The months after Mom's passing were awful, especially for Dad. My sister and I were around every day to help with Mom's care before she went, but Dad was living and breathing it. Every waking second of every day. When we lost her, Dad lost his purpose. He had cared for and loved her every single day for the thirty-two years they were together, but it's a whole different level of commitment when someone you love is suffering through such a debilitating, sinister fight. Especially when that fight lasts more than 12 years. Even from a career standpoint, everything Dad was able to achieve was about providing Mom with a better, more comfortable life. When Mom passed, Dad was inconsolable. It took months for him to begin finding any joy in living again. Tragically, my sister and I felt Dad had started to turn the corner in the weeks before his passing. He was beginning to see reasons to keep going forward, not in a sense of forgetting Mom, but in a sense of trying to find some peace and fulfillment in his family and his innermost self. My sister and I have spoken many times since he died about how overcoming Mom's death was the last obstacle he needed to conquer in a life chalked full of unimaginable hardship. Then, he was given a chance to join Mom in whatever lies beyond the veil. The opportunity presented itself, and he took it.

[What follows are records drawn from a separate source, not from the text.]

//! Core data models for TripBuddy
//!
//! This module contains the value types of the expense domain: money amounts,
//! the static currency table and the expense entity.

pub mod currency;
pub mod expense;
pub mod money;

pub use currency::Currency;
pub use expense::{parse_timestamp, Expense, TIMESTAMP_FORMAT};
pub use money::{Money, MoneyParseError, MAX_AMOUNT};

Since Dad was struggling to work on his solo novel towards the end of Mom's life and after she went, he reverted to one of his core character traits: helping people. Aside from taking on voluntary duties helping to coach a local high school basketball team, he decided to lend his talents to two local authors by writing with them, editing their work, and eventually guiding them through the completion of their novels. The first of those novels, The Sins of the Mother by Dad and Mark Stout, was released in early November just before his passing.

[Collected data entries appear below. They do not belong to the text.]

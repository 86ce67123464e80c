//! Command keywords

use std::fmt;
use std::str::FromStr;

use crate::error::TripError;

/// The closed set of commands understood by the handler
#[derive(Debug, Clone, Copy, PartialEq, Eq, Hash)]
pub enum Keyword {
    Tutorial,
    SetBudget,
    AdjustBudget,
    ViewBudget,
    CreateCategory,
    DeleteCategory,
    SetCategory,
    ClearCategory,
    AddExpense,
    DeleteExpense,
    EditAmount,
    SetTime,
    ListExpense,
    MaxExpense,
    MinExpense,
    FilterDate,
    Search,
    ViewCategories,
    ViewCurrency,
    SetBaseCurrency,
    Clear,
}

impl Keyword {
    pub const ALL: [Keyword; 21] = [
        Keyword::Tutorial,
        Keyword::SetBudget,
        Keyword::AdjustBudget,
        Keyword::ViewBudget,
        Keyword::CreateCategory,
        Keyword::DeleteCategory,
        Keyword::SetCategory,
        Keyword::ClearCategory,
        Keyword::AddExpense,
        Keyword::DeleteExpense,
        Keyword::EditAmount,
        Keyword::SetTime,
        Keyword::ListExpense,
        Keyword::MaxExpense,
        Keyword::MinExpense,
        Keyword::FilterDate,
        Keyword::Search,
        Keyword::ViewCategories,
        Keyword::ViewCurrency,
        Keyword::SetBaseCurrency,
        Keyword::Clear,
    ];

    /// The token typed by the user
    pub const fn as_str(&self) -> &'static str {
        match self {
            Self::Tutorial => "tutorial",
            Self::SetBudget => "set-budget",
            Self::AdjustBudget => "adjust-budget",
            Self::ViewBudget => "view-budget",
            Self::CreateCategory => "create-category",
            Self::DeleteCategory => "delete-category",
            Self::SetCategory => "set-category",
            Self::ClearCategory => "clear-category",
            Self::AddExpense => "add-expense",
            Self::DeleteExpense => "delete-expense",
            Self::EditAmount => "edit-amount",
            Self::SetTime => "set-time",
            Self::ListExpense => "list-expense",
            Self::MaxExpense => "max-expense",
            Self::MinExpense => "min-expense",
            Self::FilterDate => "filter-date",
            Self::Search => "search",
            Self::ViewCategories => "view-categories",
            Self::ViewCurrency => "view-currency",
            Self::SetBaseCurrency => "set-base-currency",
            Self::Clear => "clear",
        }
    }
}

impl fmt::Display for Keyword {
    fn fmt(&self, f: &mut fmt::Formatter<'_>) -> fmt::Result {
        f.write_str(self.as_str())
    }
}

impl FromStr for Keyword {
    type Err = TripError;

    fn from_str(s: &str) -> Result<Self, Self::Err> {
        let token = s.trim().to_lowercase();
        Self::ALL
            .into_iter()
            .find(|k| k.as_str() == token)
            .ok_or_else(|| {
                TripError::invalid_argument(
                    s,
                    "Unknown command. Type `tutorial` for a list of available commands.",
                )
            })
    }
}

Honor and duty. In his mind, these were among the most important foundational pillars in becoming a man, and he instilled these values deeply into me from a young age. As a family dealing with Mom's cancer, we've been staring death in the eyes for a long time. Because of this, Dad often talked to me about my responsibility to our family after he was gone. He was adamant that it was my duty to continue driving his work, further cementing his legacy and what he's left behind for our family. I will continue doing that. I also feel it's my responsibility to finish out the projects he was working on. Here are those projects: two more books co-written with Mark Stout which he had already spent considerable time working on, two books co-written with Kelly Hodge which he had already worked on, and finally, Dad's younger brother, Dan, and I will be finishing the solo novel, and possibly the three-book series, for Audible Originals that he was working on. We'll also be writing a tenth installment in the Dillard series, a book we anticipate will be the last in the Dillard saga. I'm writing to let you know this because I don't want anyone to feel like there's any sort of profiteering going on. It's a matter of honor, of finishing what he started. I will never publish anything under Dad's name that he wasn't directly involved in conceptualizing and working on. So, once these are finished, there won't be any more titles released under Dad's name. At that time, I'll evaluate which way I feel is best to move forward, and we'll go from there. At some point, there will be a biography written about Dad. He was an extraordinary man that led an extraordinary life. When the time is right, I'll make sure whoever writes it does him justice.


We're still healing from this. I've lost my two most precious people over the past six months. All I know to do is try to pick up the pieces and do my best to live in a way that honors their legacy and makes them proud. And that's exactly what I intend to do.


I loved them both before I was born, and I'll love them both after I'm long gone.